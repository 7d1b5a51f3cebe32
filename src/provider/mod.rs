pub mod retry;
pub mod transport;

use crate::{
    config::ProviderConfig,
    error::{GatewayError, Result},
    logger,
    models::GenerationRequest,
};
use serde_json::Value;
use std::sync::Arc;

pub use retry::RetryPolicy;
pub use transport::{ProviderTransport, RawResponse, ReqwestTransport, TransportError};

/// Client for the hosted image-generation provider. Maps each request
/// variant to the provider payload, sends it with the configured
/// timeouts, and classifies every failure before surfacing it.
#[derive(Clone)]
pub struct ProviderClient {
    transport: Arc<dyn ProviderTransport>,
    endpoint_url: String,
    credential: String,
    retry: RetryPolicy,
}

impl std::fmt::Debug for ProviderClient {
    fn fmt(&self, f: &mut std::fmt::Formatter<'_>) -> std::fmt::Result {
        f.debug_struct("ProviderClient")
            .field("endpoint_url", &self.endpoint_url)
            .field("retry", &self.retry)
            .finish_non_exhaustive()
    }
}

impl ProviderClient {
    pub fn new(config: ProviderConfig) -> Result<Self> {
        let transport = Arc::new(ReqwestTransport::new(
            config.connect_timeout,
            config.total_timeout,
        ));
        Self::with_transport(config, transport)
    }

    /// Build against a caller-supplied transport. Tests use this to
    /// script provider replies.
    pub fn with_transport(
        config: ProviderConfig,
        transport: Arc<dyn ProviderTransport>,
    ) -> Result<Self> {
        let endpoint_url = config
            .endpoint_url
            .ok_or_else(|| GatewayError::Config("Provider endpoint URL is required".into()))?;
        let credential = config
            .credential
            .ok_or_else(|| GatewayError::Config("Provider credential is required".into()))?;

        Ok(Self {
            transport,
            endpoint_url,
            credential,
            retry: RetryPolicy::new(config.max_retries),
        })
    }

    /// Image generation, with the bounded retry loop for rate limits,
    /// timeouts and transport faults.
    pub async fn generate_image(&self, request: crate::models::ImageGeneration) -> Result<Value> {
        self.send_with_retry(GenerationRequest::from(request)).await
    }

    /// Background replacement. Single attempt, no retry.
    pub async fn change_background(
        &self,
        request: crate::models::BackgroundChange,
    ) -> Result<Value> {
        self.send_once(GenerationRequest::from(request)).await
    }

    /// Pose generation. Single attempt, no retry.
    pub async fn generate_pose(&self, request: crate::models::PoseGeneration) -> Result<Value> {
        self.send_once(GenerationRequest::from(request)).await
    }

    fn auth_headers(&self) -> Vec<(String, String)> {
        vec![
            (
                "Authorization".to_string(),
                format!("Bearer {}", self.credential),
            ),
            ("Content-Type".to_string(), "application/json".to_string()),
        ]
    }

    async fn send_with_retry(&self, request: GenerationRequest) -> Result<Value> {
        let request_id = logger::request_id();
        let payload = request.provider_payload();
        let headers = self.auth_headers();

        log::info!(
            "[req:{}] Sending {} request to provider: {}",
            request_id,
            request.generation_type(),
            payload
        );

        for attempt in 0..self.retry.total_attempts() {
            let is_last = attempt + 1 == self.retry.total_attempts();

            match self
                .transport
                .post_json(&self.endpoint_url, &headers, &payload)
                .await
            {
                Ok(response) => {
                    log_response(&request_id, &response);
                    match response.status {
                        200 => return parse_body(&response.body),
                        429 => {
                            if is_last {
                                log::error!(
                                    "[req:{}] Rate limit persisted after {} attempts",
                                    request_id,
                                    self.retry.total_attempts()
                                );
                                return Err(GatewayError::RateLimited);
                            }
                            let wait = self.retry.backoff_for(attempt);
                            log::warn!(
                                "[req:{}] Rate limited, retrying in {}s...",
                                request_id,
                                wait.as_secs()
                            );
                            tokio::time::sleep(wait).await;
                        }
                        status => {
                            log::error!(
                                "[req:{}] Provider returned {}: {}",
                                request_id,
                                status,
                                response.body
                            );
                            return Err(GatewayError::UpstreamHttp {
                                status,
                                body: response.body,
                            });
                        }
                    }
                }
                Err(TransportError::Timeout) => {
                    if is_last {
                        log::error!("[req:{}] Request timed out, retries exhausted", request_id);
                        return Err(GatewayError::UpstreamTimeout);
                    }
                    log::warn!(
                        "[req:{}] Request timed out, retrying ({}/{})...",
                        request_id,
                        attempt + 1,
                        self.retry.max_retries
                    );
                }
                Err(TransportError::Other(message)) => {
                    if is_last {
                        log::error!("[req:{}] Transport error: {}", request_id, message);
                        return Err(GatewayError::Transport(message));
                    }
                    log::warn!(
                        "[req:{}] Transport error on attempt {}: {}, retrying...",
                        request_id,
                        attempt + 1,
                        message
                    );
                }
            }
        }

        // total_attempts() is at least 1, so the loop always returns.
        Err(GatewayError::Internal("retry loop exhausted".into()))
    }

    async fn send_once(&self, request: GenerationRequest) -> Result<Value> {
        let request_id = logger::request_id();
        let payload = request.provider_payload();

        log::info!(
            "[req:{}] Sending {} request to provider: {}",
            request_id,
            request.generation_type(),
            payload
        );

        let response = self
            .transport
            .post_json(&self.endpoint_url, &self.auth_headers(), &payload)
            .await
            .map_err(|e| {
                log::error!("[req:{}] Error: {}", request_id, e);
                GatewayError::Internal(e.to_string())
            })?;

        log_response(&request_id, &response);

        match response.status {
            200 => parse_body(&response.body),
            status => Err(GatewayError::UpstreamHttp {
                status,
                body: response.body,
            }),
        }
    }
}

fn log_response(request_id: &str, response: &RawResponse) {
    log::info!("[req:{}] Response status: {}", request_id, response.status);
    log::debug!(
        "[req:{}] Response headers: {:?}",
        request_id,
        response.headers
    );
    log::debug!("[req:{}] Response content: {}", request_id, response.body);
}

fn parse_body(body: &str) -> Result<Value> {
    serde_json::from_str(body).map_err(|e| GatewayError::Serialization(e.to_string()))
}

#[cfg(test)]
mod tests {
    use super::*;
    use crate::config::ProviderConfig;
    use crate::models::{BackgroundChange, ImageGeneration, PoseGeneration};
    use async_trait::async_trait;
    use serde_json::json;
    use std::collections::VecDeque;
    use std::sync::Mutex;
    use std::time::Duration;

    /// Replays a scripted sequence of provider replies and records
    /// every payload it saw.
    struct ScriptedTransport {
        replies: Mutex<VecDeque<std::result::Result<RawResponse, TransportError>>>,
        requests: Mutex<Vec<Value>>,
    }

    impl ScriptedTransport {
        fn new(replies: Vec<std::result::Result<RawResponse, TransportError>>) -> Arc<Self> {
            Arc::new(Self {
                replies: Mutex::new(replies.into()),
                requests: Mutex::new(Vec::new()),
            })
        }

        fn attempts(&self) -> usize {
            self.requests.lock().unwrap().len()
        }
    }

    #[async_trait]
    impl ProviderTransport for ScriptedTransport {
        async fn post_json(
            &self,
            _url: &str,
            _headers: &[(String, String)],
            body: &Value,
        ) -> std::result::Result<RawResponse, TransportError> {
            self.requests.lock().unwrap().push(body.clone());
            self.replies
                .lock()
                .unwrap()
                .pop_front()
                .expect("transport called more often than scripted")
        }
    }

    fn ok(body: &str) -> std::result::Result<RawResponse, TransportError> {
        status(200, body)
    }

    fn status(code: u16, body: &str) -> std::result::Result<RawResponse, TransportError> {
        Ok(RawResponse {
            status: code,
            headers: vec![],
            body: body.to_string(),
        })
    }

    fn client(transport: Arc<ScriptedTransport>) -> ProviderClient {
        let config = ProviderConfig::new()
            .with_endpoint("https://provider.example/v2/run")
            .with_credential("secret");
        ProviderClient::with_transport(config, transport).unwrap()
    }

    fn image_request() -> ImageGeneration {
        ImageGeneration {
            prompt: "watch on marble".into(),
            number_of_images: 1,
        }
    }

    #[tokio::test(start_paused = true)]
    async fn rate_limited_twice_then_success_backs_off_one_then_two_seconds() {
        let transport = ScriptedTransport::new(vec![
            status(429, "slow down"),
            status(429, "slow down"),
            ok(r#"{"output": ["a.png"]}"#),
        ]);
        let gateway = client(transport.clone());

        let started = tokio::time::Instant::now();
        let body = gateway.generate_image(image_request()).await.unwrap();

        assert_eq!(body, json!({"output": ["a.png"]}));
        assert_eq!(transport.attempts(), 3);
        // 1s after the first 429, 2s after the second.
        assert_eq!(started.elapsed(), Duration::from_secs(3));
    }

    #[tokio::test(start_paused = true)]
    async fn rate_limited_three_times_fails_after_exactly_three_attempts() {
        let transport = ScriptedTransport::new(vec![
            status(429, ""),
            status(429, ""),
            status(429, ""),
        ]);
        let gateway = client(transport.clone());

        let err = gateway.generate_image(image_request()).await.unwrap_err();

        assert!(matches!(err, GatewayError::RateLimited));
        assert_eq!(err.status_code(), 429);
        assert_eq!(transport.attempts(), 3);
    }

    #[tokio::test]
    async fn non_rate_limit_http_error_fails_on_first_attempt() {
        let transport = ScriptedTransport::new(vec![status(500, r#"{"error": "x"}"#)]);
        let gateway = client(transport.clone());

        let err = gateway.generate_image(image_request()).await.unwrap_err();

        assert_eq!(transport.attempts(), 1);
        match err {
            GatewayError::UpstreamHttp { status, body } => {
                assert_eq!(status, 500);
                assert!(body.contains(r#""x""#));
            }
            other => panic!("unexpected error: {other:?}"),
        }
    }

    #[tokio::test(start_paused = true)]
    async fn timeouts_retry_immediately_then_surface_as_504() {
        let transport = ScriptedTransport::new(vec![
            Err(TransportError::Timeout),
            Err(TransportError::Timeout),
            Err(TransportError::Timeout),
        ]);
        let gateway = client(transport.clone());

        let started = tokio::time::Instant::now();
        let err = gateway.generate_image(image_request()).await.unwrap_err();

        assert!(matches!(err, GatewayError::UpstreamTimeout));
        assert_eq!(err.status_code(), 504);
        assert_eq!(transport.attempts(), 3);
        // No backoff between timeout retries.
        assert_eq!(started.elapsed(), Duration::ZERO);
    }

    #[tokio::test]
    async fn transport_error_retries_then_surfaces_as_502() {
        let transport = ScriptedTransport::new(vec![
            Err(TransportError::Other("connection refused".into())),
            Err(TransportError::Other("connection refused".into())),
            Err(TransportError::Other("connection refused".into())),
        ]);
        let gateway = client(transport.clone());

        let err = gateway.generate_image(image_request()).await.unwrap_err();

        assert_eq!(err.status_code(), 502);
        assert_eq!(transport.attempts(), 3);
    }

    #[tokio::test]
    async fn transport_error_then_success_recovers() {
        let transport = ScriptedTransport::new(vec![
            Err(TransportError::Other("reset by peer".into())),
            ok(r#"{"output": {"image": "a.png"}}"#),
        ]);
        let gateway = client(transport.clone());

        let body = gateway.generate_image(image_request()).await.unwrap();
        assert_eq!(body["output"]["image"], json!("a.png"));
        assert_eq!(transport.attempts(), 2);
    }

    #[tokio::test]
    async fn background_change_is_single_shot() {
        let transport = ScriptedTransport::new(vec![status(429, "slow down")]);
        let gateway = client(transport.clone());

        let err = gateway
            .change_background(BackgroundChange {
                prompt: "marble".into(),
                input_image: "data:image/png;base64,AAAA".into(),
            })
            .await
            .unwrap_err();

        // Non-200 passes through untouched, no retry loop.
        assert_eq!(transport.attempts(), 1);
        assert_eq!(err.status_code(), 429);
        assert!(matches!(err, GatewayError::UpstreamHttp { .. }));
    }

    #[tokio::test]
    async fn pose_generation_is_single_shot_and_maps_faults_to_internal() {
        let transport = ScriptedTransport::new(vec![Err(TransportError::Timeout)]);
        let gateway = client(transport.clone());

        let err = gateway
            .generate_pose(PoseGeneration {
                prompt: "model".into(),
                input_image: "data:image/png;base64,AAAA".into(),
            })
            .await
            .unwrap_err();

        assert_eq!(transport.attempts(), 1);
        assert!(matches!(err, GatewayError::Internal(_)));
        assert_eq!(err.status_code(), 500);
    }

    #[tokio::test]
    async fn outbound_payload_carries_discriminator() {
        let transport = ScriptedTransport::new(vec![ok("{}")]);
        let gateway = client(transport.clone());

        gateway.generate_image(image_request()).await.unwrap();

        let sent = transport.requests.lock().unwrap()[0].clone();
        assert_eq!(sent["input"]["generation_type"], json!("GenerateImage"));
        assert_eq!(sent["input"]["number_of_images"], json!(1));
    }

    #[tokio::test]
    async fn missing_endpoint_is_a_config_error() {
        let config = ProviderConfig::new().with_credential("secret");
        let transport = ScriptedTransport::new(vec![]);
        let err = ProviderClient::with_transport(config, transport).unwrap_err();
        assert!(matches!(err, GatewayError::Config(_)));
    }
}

Your goal:
Transcribe the records from their first line. Stop after the line with "pub fn new(config: ProviderConfig)", including it.

Response to this task:
repository 7d1b5a51f3cebe32
filename src/provider/mod.rs
pub mod retry;
pub mod transport;

use crate::{
    config::ProviderConfig,
    error::{GatewayError, Result},
    logger,
    models::GenerationRequest,
};
use serde_json::Value;
use std::sync::Arc;

pub use retry::RetryPolicy;
pub use transport::{ProviderTransport, RawResponse, ReqwestTransport, TransportError};

/// Client for the hosted image-generation provider. Maps each request
/// variant to the provider payload, sends it with the configured
/// timeouts, and classifies every failure before surfacing it.
#[derive(Clone)]
pub struct ProviderClient {
    transport: Arc<dyn ProviderTransport>,
    endpoint_url: String,
    credential: String,
    retry: RetryPolicy,
}

impl std::fmt::Debug for ProviderClient {
    fn fmt(&self, f: &mut std::fmt::Formatter<'_>) -> std::fmt::Result {
        f.debug_struct("ProviderClient")
            .field("endpoint_url", &self.endpoint_url)
            .field("retry", &self.retry)
            .finish_non_exhaustive()
    }
}

impl ProviderClient {
    pub fn new(config: ProviderConfig) -> Result<Self> {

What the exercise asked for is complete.